Within the listing below, how many lines include the string "base"? Reply with only the number.
[RECORDS TO PROCESS Boundary: Start]
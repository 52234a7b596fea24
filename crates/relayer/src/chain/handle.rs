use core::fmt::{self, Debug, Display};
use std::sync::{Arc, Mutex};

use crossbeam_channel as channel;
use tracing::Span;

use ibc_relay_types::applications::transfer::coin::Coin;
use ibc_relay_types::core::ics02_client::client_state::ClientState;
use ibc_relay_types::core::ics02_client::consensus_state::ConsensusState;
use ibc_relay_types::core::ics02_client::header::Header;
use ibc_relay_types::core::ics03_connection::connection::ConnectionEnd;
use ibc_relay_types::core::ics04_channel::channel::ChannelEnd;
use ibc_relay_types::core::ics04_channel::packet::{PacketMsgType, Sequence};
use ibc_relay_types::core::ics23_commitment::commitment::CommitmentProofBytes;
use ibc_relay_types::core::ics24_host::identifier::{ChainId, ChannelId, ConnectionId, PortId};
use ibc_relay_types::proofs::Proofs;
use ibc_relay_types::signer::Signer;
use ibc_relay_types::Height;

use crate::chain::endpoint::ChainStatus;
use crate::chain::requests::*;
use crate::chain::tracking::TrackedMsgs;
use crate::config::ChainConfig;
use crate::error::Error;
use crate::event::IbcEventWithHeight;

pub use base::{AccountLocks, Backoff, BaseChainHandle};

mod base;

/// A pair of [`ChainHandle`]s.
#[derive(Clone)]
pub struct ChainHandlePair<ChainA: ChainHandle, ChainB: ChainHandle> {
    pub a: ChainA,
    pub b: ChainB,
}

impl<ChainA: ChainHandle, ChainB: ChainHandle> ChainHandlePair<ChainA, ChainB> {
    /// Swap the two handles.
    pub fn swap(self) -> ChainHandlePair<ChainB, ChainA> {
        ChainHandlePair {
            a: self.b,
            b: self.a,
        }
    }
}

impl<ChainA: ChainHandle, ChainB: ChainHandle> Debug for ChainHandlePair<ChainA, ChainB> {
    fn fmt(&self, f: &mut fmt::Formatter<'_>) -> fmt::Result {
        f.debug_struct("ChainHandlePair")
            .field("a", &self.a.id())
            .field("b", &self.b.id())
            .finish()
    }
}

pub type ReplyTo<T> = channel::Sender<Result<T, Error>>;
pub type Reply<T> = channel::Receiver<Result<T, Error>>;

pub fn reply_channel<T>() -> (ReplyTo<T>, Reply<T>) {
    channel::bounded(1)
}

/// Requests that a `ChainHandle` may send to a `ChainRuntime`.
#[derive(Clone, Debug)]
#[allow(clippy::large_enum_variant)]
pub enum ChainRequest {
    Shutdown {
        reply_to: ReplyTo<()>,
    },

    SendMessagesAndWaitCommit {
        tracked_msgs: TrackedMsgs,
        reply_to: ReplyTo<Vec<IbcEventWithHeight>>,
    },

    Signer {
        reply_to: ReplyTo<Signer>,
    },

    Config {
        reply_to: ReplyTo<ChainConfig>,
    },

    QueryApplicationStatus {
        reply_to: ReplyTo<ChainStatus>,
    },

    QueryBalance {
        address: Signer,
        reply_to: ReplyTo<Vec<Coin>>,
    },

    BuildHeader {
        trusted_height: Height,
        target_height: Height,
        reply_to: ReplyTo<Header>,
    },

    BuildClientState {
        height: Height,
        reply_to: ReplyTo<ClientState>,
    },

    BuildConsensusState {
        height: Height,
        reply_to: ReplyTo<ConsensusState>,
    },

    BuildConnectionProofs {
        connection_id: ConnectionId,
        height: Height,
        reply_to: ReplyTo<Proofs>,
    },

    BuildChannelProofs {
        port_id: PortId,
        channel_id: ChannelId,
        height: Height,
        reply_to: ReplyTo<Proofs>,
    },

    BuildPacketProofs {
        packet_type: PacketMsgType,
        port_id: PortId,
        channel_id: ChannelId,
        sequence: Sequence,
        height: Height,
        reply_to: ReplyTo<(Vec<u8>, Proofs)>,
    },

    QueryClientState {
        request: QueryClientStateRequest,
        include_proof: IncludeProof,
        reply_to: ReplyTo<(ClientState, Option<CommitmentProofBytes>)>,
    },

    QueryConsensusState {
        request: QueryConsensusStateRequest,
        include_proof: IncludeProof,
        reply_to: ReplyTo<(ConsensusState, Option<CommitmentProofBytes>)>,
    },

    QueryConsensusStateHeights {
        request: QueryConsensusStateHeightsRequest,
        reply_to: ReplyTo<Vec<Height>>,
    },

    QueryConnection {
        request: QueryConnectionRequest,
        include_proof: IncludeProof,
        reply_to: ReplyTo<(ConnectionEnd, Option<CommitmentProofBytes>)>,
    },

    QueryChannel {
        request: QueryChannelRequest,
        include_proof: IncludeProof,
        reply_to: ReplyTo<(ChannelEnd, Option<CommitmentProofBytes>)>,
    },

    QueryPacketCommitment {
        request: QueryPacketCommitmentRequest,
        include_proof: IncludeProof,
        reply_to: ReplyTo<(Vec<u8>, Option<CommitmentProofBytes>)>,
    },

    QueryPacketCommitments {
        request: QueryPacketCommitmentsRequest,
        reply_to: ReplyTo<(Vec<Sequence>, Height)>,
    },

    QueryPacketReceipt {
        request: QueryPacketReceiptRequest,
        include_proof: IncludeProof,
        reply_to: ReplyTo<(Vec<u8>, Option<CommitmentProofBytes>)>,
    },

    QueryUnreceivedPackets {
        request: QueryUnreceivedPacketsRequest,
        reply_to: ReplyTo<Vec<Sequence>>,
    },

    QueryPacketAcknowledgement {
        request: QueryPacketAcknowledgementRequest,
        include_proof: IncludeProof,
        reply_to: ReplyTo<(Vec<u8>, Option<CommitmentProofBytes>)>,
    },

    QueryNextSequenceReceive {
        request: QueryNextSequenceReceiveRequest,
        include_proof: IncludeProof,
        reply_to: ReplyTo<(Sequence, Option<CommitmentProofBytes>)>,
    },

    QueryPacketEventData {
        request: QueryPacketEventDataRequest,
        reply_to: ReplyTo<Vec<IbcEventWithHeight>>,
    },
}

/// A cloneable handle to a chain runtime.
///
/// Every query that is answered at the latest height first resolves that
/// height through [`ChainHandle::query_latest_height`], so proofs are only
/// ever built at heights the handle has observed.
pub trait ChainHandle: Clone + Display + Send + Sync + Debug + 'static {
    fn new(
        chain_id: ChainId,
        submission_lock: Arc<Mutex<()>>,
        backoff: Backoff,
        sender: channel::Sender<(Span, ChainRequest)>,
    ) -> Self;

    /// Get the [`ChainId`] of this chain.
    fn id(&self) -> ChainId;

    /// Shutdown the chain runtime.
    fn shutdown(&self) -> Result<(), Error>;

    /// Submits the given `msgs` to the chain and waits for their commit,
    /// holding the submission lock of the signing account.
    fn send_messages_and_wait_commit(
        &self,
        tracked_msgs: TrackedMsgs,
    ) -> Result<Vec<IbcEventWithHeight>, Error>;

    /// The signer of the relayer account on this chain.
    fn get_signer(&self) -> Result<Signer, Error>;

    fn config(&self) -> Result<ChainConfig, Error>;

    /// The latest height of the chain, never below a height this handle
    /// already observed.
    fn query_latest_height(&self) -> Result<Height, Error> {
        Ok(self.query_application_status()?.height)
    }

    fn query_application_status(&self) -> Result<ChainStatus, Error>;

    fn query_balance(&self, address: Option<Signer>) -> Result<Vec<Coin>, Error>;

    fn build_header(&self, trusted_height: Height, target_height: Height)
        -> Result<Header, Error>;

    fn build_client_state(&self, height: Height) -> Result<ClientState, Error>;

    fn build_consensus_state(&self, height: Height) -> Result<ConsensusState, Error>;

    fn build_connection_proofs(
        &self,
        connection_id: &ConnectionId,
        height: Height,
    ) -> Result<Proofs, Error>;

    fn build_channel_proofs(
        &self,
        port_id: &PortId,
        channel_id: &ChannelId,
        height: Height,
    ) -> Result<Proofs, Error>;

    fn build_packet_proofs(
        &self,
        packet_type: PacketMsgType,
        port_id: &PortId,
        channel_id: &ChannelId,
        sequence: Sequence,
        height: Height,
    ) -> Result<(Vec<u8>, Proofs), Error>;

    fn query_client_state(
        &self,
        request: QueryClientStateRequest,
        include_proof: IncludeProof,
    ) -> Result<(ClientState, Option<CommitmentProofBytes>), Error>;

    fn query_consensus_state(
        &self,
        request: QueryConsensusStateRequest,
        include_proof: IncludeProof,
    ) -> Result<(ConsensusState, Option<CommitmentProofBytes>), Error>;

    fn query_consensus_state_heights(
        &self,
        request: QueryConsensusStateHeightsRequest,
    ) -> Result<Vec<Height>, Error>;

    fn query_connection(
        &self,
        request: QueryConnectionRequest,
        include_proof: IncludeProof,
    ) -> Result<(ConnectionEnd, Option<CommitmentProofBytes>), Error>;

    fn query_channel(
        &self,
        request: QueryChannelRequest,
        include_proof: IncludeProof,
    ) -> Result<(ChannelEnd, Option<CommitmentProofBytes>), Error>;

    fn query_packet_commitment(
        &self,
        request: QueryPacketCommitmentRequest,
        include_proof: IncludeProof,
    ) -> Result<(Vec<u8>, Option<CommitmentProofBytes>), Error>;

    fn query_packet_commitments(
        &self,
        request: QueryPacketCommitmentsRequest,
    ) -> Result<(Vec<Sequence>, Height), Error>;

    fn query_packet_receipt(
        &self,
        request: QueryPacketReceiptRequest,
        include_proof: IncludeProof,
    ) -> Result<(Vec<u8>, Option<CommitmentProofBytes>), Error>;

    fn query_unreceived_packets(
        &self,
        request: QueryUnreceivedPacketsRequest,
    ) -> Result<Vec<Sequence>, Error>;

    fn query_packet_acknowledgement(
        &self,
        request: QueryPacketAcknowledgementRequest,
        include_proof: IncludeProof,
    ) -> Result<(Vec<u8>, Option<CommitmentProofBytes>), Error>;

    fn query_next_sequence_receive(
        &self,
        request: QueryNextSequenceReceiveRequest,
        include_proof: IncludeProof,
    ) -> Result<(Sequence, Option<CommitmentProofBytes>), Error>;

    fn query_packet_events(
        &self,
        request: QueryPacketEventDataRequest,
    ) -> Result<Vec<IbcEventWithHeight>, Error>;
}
[RECORDS TO PROCESS Boundary: End]
#### TASK ANSWER:
2